The series was topographically profligate, like a luggage advertisement in the pages of Condé Nast – Prague, Tel Aviv, Moscow, Istanbul, the Riviera, posh districts of London. The crimes, when they were committed, were invisible – lots of typing at a keyboard, moving money about. You can even rob heroin bundles in Bombay and steal an entire ship by remote control, apparently. No wonder James Norton, as the hero, was a big slab of nothingness. He had little to do except peep at his smartphone and sip bottled water in the businessclass lounge.
At eight episodes, there was too much time to fill. With Kiri, four episodes was irritatingly insufficient. It needed at least thirty minutes more, at the finish, to resolve even the basic plot points.

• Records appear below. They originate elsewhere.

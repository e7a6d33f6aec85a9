use crate::error::{AppError, AppResult};
use bcrypt::{DEFAULT_COST, hash, verify};

/// 验证密码强度：bcrypt 截断 72 字节以上的输入，上限取 72。
pub fn validate_password(password: &str) -> AppResult<()> {
    if password.len() < 8 || password.len() > 72 {
        return Err(AppError::ValidationError(
            "Password must be 8-72 characters".to_string(),
        ));
    }

    let has_letter = password.chars().any(|c| c.is_alphabetic());
    let has_digit = password.chars().any(|c| c.is_ascii_digit());

    if !has_letter || !has_digit {
        return Err(AppError::ValidationError(
            "Password must contain letters and digits".to_string(),
        ));
    }

    Ok(())
}

pub fn hash_password(password: &str) -> AppResult<String> {
    hash(password, DEFAULT_COST)
        .map_err(|e| AppError::InternalError(format!("Password hashing failed: {e}")))
}

pub fn verify_password(password: &str, hashed: &str) -> AppResult<bool> {
    verify(password, hashed)
        .map_err(|e| AppError::InternalError(format!("Password verification failed: {e}")))
}

#[cfg(test)]
mod tests {
    use super::*;

    #[test]
    fn test_validate_password() {
        assert!(validate_password("reading123").is_ok());
        assert!(validate_password("12345678").is_err()); // digits only
        assert!(validate_password("password").is_err()); // letters only
        assert!(validate_password("ab1").is_err()); // too short
    }

    #[test]
    fn test_hash_and_verify_password() {
        let password = "reading123";
        let hashed = hash_password(password).unwrap();

        assert!(verify_password(password, &hashed).unwrap());
        assert!(!verify_password("wrong-password", &hashed).unwrap());
    }
}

All about the abduction and murder of a sweet, little black girl in Bristol, the drama saw Sarah Lancashire give a richly angry performance as the bulky, dishevelled social worker, perhaps over-reliant on her hip flask, whose common sense clashed with managers who used phrases such as ‘pushing the envelope’ and ‘ticking boxes’. I’d welcome a second series – Lia Williams, Wallis Windsor in The Crown, is getting to be a favourite of mine for sour, high-strung nastiness.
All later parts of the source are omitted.